Review: Kanex MultiSync Foldable Mini Keyboard

I’ve never considered myself overly picky when it comes to physical keyboards (and I stress physical because nothing compares to Apple’s iOS virtual keyboard), but as I highlighted a few weeks back, I’ve been in search of “the perfect” keyboard to pair with my iPad. Shortly after sharing my experience, another keyboard landed on my desk – this time, from our friends at Kanex… but is this the one?


The Kanex MultiSync Foldable Mini Keyboard ($49.95 from Kanex) is a compact Bluetooth keyboard, designed to be portable and comfortable to type on. It also features quick switching, allowing you to pair up to 4 different devices, and bounce between them with the press of a button (actually, 2 buttons, but that’s a technicality).

The kanex foldable mini keyboard

The Kanex Foldable keyboard’s body is made of a gray “fabric,” very similar to Apple’s Smart Keyboard and Smart Covers, but with plastic keys that give reasonable feedback, and comfortable key travel. In comparison to my 12″ Retina MacBook, these keys have tangible travel, and decent feedback, but aren’t quite as poppy as those on the pre-2016 MacBook Pro/MacBook Air. All things considered, they feel decent to type on.

The layout of the keyboard, on the other hand, has caused me some trouble. First off, because of the fold design, the Kanex Foldable keyboard has a layout very similar to “ergo” keyboards, where the split in the middle is actually a small gap, and the keys angle slightly toward the center. Because of this, my hand spacing feels off, and plays tricks on my brain, occasionally slowing my key entry.

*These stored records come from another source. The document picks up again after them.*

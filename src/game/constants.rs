use super::entities::{Chips, Value};

pub const DECK_SIZE: usize = 52;

/// Seats a table will accept regardless of variant. Variants may support
/// fewer because of the cards each player needs.
pub const MAX_PLAYERS: usize = 10;

/// Voluntary bets and raises allowed per street in limit games.
pub const LIMIT_RAISE_CAP: u8 = 4;

/// Highest rank a qualifying low may contain (eight-or-better).
pub const LOW_QUALIFIER: Value = 8;

/// Rank used to fill the sequence of a hand with no qualifying low.
pub const UNQUALIFIED_LOW_VALUE: Value = 15;

pub const DEFAULT_STARTING_STACK: Chips = 1000;

/// Times a policy may be re-prompted after a refused action before the
/// table checks or folds on its behalf.
pub const DEFAULT_ILLEGAL_ACTION_ATTEMPTS: u8 = 3;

Kanex Keyboard Layout and Design

The second “issue” I have is with the design and layout of the function row. Instead of including a full function row above the number row, the function keys are printed directly onto the number keys, requiring a “fn” modifier to activate. This means using the media controls, jumping back to the home screen (without using ⌘-h), or accessing spotlight search requires the use of 2 keys. Not exactly convenient for quickly adjusting the volume or doing a quick search.

The choices as to what each function key does are also interesting, with F11 and F12 serving no purpose on iOS, while the “skip back/previous track” button is orphaned on the left side of the keyboard on F6. It’s weird.

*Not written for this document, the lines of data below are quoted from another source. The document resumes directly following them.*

//! The decision seam between the engine and whoever picks actions.

use enum_dispatch::enum_dispatch;
use std::collections::VecDeque;

use super::decision::BotDecisionMaker;
use crate::game::{
    entities::{Action, ActionChoices},
    state_machine::VisibleState,
};

/// Picks an action for the seat to act. The engine validates whatever
/// comes back, so a policy may probe.
#[enum_dispatch]
pub trait DecisionPolicy {
    fn decide(&mut self, state: &VisibleState, legal: &ActionChoices) -> Action;
}

/// Built-in policies, dispatched without boxing.
#[enum_dispatch(DecisionPolicy)]
#[derive(Debug)]
pub enum Policy {
    ScriptedPolicy,
    CallingStation,
    BotDecisionMaker,
}

/// Check when free, otherwise call, otherwise fold.
#[must_use]
pub fn passive_action(legal: &ActionChoices) -> Action {
    [Action::Check, Action::Call, Action::Fold, Action::AllIn]
        .into_iter()
        .find(|action| legal.contains(action))
        .unwrap_or(Action::Fold)
}

/// Check when free, otherwise fold. Used when a seat keeps asking for
/// actions the engine refuses.
#[must_use]
pub fn forced_action(legal: &ActionChoices) -> Action {
    if legal.contains(&Action::Check) {
        Action::Check
    } else {
        Action::Fold
    }
}

/// `action` if it's among the legal options, else the passive fallback.
#[must_use]
pub fn legalize(action: Action, legal: &ActionChoices) -> Action {
    if legal.contains(&action) {
        action
    } else {
        passive_action(legal)
    }
}

/// Plays a queue of actions in order, then checks or calls.
#[derive(Clone, Debug, Default)]
pub struct ScriptedPolicy {
    actions: VecDeque<Action>,
}

impl ScriptedPolicy {
    pub fn new<I: IntoIterator<Item = Action>>(actions: I) -> Self {
        Self {
            actions: actions.into_iter().collect(),
        }
    }

    #[must_use]
    pub fn remaining(&self) -> usize {
        self.actions.len()
    }
}

impl DecisionPolicy for ScriptedPolicy {
    fn decide(&mut self, _state: &VisibleState, legal: &ActionChoices) -> Action {
        self.actions
            .pop_front()
            .unwrap_or_else(|| passive_action(legal))
    }
}

/// Never folds, never raises.
#[derive(Clone, Copy, Debug, Default)]
pub struct CallingStation;

impl DecisionPolicy for CallingStation {
    fn decide(&mut self, _state: &VisibleState, legal: &ActionChoices) -> Action {
        passive_action(legal)
    }
}

#[cfg(test)]
mod tests {
    use super::*;
    use crate::game::{
        entities::{ActionChoice, Deck},
        state_machine::{Hand, HandOptions},
        variant::VariantDescriptor,
    };

    fn view() -> VisibleState {
        let hand = Hand::start(
            &VariantDescriptor::texas_holdem(),
            &[1000, 1000],
            0,
            Deck::default(),
            HandOptions::default(),
        )
        .unwrap();
        hand.visible_state(0)
    }

    fn facing_bet() -> ActionChoices {
        ActionChoices::from([
            ActionChoice::Fold,
            ActionChoice::Call(10),
            ActionChoice::Raise(40),
            ActionChoice::AllIn(1000),
        ])
    }

    #[test]
    fn test_scripted_plays_queue_then_calls() {
        let mut policy = Policy::from(ScriptedPolicy::new([Action::Raise(Some(60))]));
        let state = view();
        assert_eq!(policy.decide(&state, &facing_bet()), Action::Raise(Some(60)));
        assert_eq!(policy.decide(&state, &facing_bet()), Action::Call);
        let free = ActionChoices::from([ActionChoice::Check, ActionChoice::Raise(20)]);
        assert_eq!(policy.decide(&state, &free), Action::Check);
    }

    #[test]
    fn test_calling_station() {
        let mut policy = Policy::from(CallingStation);
        for _ in 0..3 {
            assert_eq!(policy.decide(&view(), &facing_bet()), Action::Call);
        }
    }

    #[test]
    fn test_legalize_and_forced() {
        assert_eq!(legalize(Action::Check, &facing_bet()), Action::Call);
        assert_eq!(legalize(Action::Raise(None), &facing_bet()), Action::Raise(None));
        assert_eq!(forced_action(&facing_bet()), Action::Fold);
        let free = ActionChoices::from([ActionChoice::Check]);
        assert_eq!(forced_action(&free), Action::Check);
    }
}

As far as portability goes, the Kanex Foldable Mini Keyboard is pretty great. When folded, it’s about the size of a field notes notebook (think the footprint of an iPhone 7 Plus, plus an inch in width). From a thickness aspect, it’s slightly thicker than a 9.7″ iPad Air/Pro, but not as thick as two iPads. It’s pretty compact.

Kanex Keyboard Thickness

The fold is another unique feature with the keyboard. When folded closed, the Kanex Foldable keyboard turns off, disconnecting from your iPad, or other device, and when unfolded, it automatically pairs to the last device that was used. The fold also aids in creating the unique split/ergo keyboard design. Unfortunately, the fold also means there’s no way you’re going to use this in your lap – since there is no way to lock it “open.”

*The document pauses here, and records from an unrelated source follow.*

//! Repository layer for database operations

pub mod memory;
pub mod services;
pub mod store;
pub mod timetables;

use sqlx::{
    postgres::{PgConnectOptions, PgPoolOptions, PgSslMode},
    Pool, Postgres,
};

use crate::{config::DatabaseConfig, error::AppResult};

pub use memory::MemoryStore;
pub use store::{ServiceStore, TimetableStore};

/// Main repository struct holding database connection pool
#[derive(Clone)]
pub struct Repository {
    pub pool: Pool<Postgres>,
    pub services: services::ServicesRepository,
    pub timetables: timetables::TimetablesRepository,
}

impl Repository {
    /// Create a new repository with the given database pool
    pub fn new(pool: Pool<Postgres>) -> Self {
        Self {
            services: services::ServicesRepository::new(pool.clone()),
            timetables: timetables::TimetablesRepository::new(pool.clone()),
            pool,
        }
    }

    /// Open a connection pool as described by the configuration
    pub async fn connect(config: &DatabaseConfig) -> AppResult<Self> {
        let pool = PgPoolOptions::new()
            .max_connections(config.max_connections)
            .min_connections(config.min_connections)
            .connect_with(connect_options(config)?)
            .await?;
        Ok(Self::new(pool))
    }

    /// Apply the embedded schema migrations
    pub async fn migrate(&self) -> AppResult<()> {
        sqlx::migrate!("./migrations")
            .run(&self.pool)
            .await
            .map_err(sqlx::Error::from)?;
        Ok(())
    }
}

/// Connection options from either `url` or the discrete connection fields
pub fn connect_options(config: &DatabaseConfig) -> AppResult<PgConnectOptions> {
    if let Some(url) = config.url.as_deref().filter(|u| !u.is_empty()) {
        return Ok(url.parse::<PgConnectOptions>()?);
    }

    let mut options = PgConnectOptions::new()
        .host(&config.host)
        .port(config.port)
        .username(&config.user)
        .database(&config.name)
        .ssl_mode(if config.ssl_mode {
            PgSslMode::Require
        } else {
            PgSslMode::Disable
        });
    if let Some(ref password) = config.password {
        options = options.password(password);
    }
    if let Some(ref timezone) = config.timezone {
        options = options.options([("timezone", timezone.as_str())]);
    }
    Ok(options)
}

Kanex Keyboard Closed with iPad


All things considered, the Kanex Foldable Mini Keyboard is a decent way to do keyboard entry on your iOS device (or Mac, I suppose). It’s small enough to fit in any backpack, satchel, or purse, and offers comfortable, consistent keying (I used it to write this very review). Unfortunately, the foldable nature of the keyboard does create some unique situations, so it may not be ideal for all use cases.


  • Compact
  • Keys feel solid
  • Great battery life


  • Function/Escape keys are nested in number row
  • Fold makes lap typing near-impossible
  • Split/Ergo layout may be a challenge for some

If you’re in the market for a portable iPad keyboard, but don’t want something affixed to the device, the Kanex MultiSync Foldable Mini Keyboard is definitely worth considering, especially if you do most of your work at a desk, and aren’t bothered by the need for a function modifier key. At $49.95, it’s not a bad option.